[Collected data entries]
__________________________________________________
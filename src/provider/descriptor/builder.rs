// std
use std::iter::IntoIterator;
// crates.io
use url::Host;
// self
use crate::{
	_prelude::*,
	auth::MAX_TOKEN_LIFETIME,
	provider::{
		ClientAuthMethod, GrantType, IdentifierError, ProviderDescriptor, ProviderEndpoints,
		ProviderId, ProviderQuirks, SupportedGrants,
	},
};

/// Errors raised while constructing or validating descriptors.
#[derive(Debug, PartialEq, Eq, ThisError)]
pub enum ProviderDescriptorError {
	/// Authorization endpoint is required for the consent step.
	#[error("Missing authorization endpoint.")]
	MissingAuthorizationEndpoint,
	/// Token endpoint is mandatory for all flows.
	#[error("Missing token endpoint.")]
	MissingTokenEndpoint,
	/// The consent step cannot work without the authorization_code grant.
	#[error("Descriptor must enable the authorization_code grant.")]
	AuthorizationCodeDisabled,
	/// Endpoints must use HTTPS unless they point at a loopback host.
	#[error("The {endpoint} endpoint must use HTTPS: {url}.")]
	InsecureEndpoint {
		/// Which endpoint failed validation.
		endpoint: &'static str,
		/// Endpoint URL that failed validation.
		url: String,
	},
	/// A preset endpoint failed to parse.
	#[error("The {endpoint} endpoint is not a valid URL.")]
	InvalidUrl {
		/// Which endpoint failed to parse.
		endpoint: &'static str,
		/// Underlying parsing failure.
		#[source]
		source: url::ParseError,
	},
	/// Descriptor identifier failed validation.
	#[error(transparent)]
	InvalidId(IdentifierError),
	/// Fallback lifetime must be positive.
	#[error("Fallback token lifetime must be positive.")]
	NonPositiveFallbackLifetime,
	/// Fallback lifetime must not exceed [`MAX_TOKEN_LIFETIME`].
	#[error("Fallback token lifetime exceeds the longest accepted token lifetime.")]
	FallbackLifetimeTooLong,
}

/// Builder for [`ProviderDescriptor`] values.
#[derive(Debug)]
pub struct ProviderDescriptorBuilder {
	/// Identifier for the descriptor being constructed.
	pub id: ProviderId,
	/// Authorization dialog endpoint.
	pub authorization_endpoint: Option<Url>,
	/// Token endpoint used for exchanges and refreshes.
	pub token_endpoint: Option<Url>,
	/// Grants enabled for the provider.
	pub supported_grants: SupportedGrants,
	/// Preferred client authentication method for the token endpoint.
	pub preferred_client_auth_method: ClientAuthMethod,
	/// Provider-specific quirks.
	pub quirks: ProviderQuirks,
}
impl ProviderDescriptorBuilder {
	/// Creates a new builder seeded with the provided identifier.
	pub fn new(id: ProviderId) -> Self {
		Self {
			id,
			authorization_endpoint: None,
			token_endpoint: None,
			supported_grants: SupportedGrants::default(),
			preferred_client_auth_method: ClientAuthMethod::default(),
			quirks: ProviderQuirks::default(),
		}
	}

	/// Sets the authorization endpoint.
	pub fn authorization_endpoint(mut self, url: Url) -> Self {
		self.authorization_endpoint = Some(url);

		self
	}

	/// Sets the token endpoint.
	pub fn token_endpoint(mut self, url: Url) -> Self {
		self.token_endpoint = Some(url);

		self
	}

	/// Marks multiple grants as supported.
	pub fn support_grants<I>(mut self, grants: I) -> Self
	where
		I: IntoIterator<Item = GrantType>,
	{
		for grant in grants.into_iter() {
			self.supported_grants = self.supported_grants.enable(grant);
		}

		self
	}

	/// Overrides the preferred client authentication method.
	pub fn preferred_client_auth_method(mut self, method: ClientAuthMethod) -> Self {
		self.preferred_client_auth_method = method;

		self
	}

	/// Overrides the provider quirks.
	pub fn quirks(mut self, quirks: ProviderQuirks) -> Self {
		self.quirks = quirks;

		self
	}

	/// Consumes the builder and validates the resulting descriptor.
	pub fn build(self) -> Result<ProviderDescriptor, ProviderDescriptorError> {
		let authorization = self
			.authorization_endpoint
			.ok_or(ProviderDescriptorError::MissingAuthorizationEndpoint)?;
		let token = self.token_endpoint.ok_or(ProviderDescriptorError::MissingTokenEndpoint)?;
		let descriptor = ProviderDescriptor {
			id: self.id,
			endpoints: ProviderEndpoints { authorization, token },
			supported_grants: self.supported_grants,
			preferred_client_auth_method: self.preferred_client_auth_method,
			quirks: self.quirks,
		};

		descriptor.validate()?;

		Ok(descriptor)
	}
}

impl ProviderDescriptor {
	/// Validates invariants for the descriptor.
	fn validate(&self) -> Result<(), ProviderDescriptorError> {
		if !self.supports(GrantType::AuthorizationCode) {
			return Err(ProviderDescriptorError::AuthorizationCodeDisabled);
		}
		if self.quirks.fallback_token_lifetime.is_some_and(|d| !d.is_positive()) {
			return Err(ProviderDescriptorError::NonPositiveFallbackLifetime);
		}
		if self.quirks.fallback_token_lifetime.is_some_and(|d| d > MAX_TOKEN_LIFETIME) {
			return Err(ProviderDescriptorError::FallbackLifetimeTooLong);
		}

		validate_endpoint("authorization", &self.endpoints.authorization)?;
		validate_endpoint("token", &self.endpoints.token)?;

		Ok(())
	}
}

fn validate_endpoint(name: &'static str, url: &Url) -> Result<(), ProviderDescriptorError> {
	if url.scheme() == "https" || (url.scheme() == "http" && is_loopback(url)) {
		Ok(())
	} else {
		Err(ProviderDescriptorError::InsecureEndpoint { endpoint: name, url: url.to_string() })
	}
}

fn is_loopback(url: &Url) -> bool {
	match url.host() {
		Some(Host::Domain(domain)) => domain.eq_ignore_ascii_case("localhost"),
		Some(Host::Ipv4(ip)) => ip.is_loopback(),
		Some(Host::Ipv6(ip)) => ip.is_loopback(),
		None => false,
	}
}

#[cfg(test)]
mod tests {
	// self
	use super::*;

	fn builder() -> ProviderDescriptorBuilder {
		ProviderDescriptor::builder(
			ProviderId::new("broker").expect("Fixture identifier should be valid."),
		)
		.support_grants([GrantType::AuthorizationCode, GrantType::RefreshToken])
	}

	#[test]
	fn rejects_plain_http_for_remote_hosts() {
		let err = builder()
			.authorization_endpoint(
				Url::parse("https://broker.example.com/dialog").expect("URL fixture should parse."),
			)
			.token_endpoint(
				Url::parse("http://broker.example.com/token").expect("URL fixture should parse."),
			)
			.build()
			.expect_err("Remote plain-HTTP token endpoint should be rejected.");

		assert!(matches!(err, ProviderDescriptorError::InsecureEndpoint { endpoint: "token", .. }));
	}

	#[test]
	fn allows_loopback_http_endpoints() {
		builder()
			.authorization_endpoint(
				Url::parse("http://localhost:9000/dialog").expect("URL fixture should parse."),
			)
			.token_endpoint(
				Url::parse("http://127.0.0.1:9000/token").expect("URL fixture should parse."),
			)
			.build()
			.expect("Loopback endpoints should be accepted.");
	}

	#[test]
	fn requires_authorization_code_grant() {
		let err = ProviderDescriptor::builder(
			ProviderId::new("broker").expect("Fixture identifier should be valid."),
		)
		.support_grants([GrantType::RefreshToken])
		.authorization_endpoint(
			Url::parse("https://broker.example.com/dialog").expect("URL fixture should parse."),
		)
		.token_endpoint(
			Url::parse("https://broker.example.com/token").expect("URL fixture should parse."),
		)
		.build()
		.expect_err("Descriptor without authorization_code should be rejected.");

		assert_eq!(err, ProviderDescriptorError::AuthorizationCodeDisabled);
	}

	#[test]
	fn fallback_lifetime_is_bounded() {
		let endpoints = |builder: ProviderDescriptorBuilder| {
			builder
				.authorization_endpoint(
					Url::parse("https://broker.example.com/dialog")
						.expect("URL fixture should parse."),
				)
				.token_endpoint(
					Url::parse("https://broker.example.com/token")
						.expect("URL fixture should parse."),
				)
		};
		let err = endpoints(builder())
			.quirks(ProviderQuirks {
				fallback_token_lifetime: Some(MAX_TOKEN_LIFETIME + Duration::seconds(1)),
			})
			.build()
			.expect_err("Fallback lifetime past the cap should be rejected.");

		assert_eq!(err, ProviderDescriptorError::FallbackLifetimeTooLong);

		let err = endpoints(builder())
			.quirks(ProviderQuirks { fallback_token_lifetime: Some(Duration::ZERO) })
			.build()
			.expect_err("Zero fallback lifetime should be rejected.");

		assert_eq!(err, ProviderDescriptorError::NonPositiveFallbackLifetime);

		endpoints(builder())
			.quirks(ProviderQuirks { fallback_token_lifetime: Some(MAX_TOKEN_LIFETIME) })
			.build()
			.expect("Fallback lifetime at the cap should be accepted.");
	}
}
__________________________________________________
(Activity):
Each line from the top of the records above through the line containing "pub struct ProviderDescriptorBuilder" needs to be transcribed exactly, and no line after it.

(Solution for this problem):
filename src/provider/descriptor/builder.rs
// std
use std::iter::IntoIterator;
// crates.io
use url::Host;
// self
use crate::{
	_prelude::*,
	auth::MAX_TOKEN_LIFETIME,
	provider::{
		ClientAuthMethod, GrantType, IdentifierError, ProviderDescriptor, ProviderEndpoints,
		ProviderId, ProviderQuirks, SupportedGrants,
	},
};

/// Errors raised while constructing or validating descriptors.
#[derive(Debug, PartialEq, Eq, ThisError)]
pub enum ProviderDescriptorError {
	/// Authorization endpoint is required for the consent step.
	#[error("Missing authorization endpoint.")]
	MissingAuthorizationEndpoint,
	/// Token endpoint is mandatory for all flows.
	#[error("Missing token endpoint.")]
	MissingTokenEndpoint,
	/// The consent step cannot work without the authorization_code grant.
	#[error("Descriptor must enable the authorization_code grant.")]
	AuthorizationCodeDisabled,
	/// Endpoints must use HTTPS unless they point at a loopback host.
	#[error("The {endpoint} endpoint must use HTTPS: {url}.")]
	InsecureEndpoint {
		/// Which endpoint failed validation.
		endpoint: &'static str,
		/// Endpoint URL that failed validation.
		url: String,
	},
	/// A preset endpoint failed to parse.
	#[error("The {endpoint} endpoint is not a valid URL.")]
	InvalidUrl {
		/// Which endpoint failed to parse.
		endpoint: &'static str,
		/// Underlying parsing failure.
		#[source]
		source: url::ParseError,
	},
	/// Descriptor identifier failed validation.
	#[error(transparent)]
	InvalidId(IdentifierError),
	/// Fallback lifetime must be positive.
	#[error("Fallback token lifetime must be positive.")]
	NonPositiveFallbackLifetime,
	/// Fallback lifetime must not exceed [`MAX_TOKEN_LIFETIME`].
	#[error("Fallback token lifetime exceeds the longest accepted token lifetime.")]
	FallbackLifetimeTooLong,
}

/// Builder for [`ProviderDescriptor`] values.
#[derive(Debug)]
pub struct ProviderDescriptorBuilder {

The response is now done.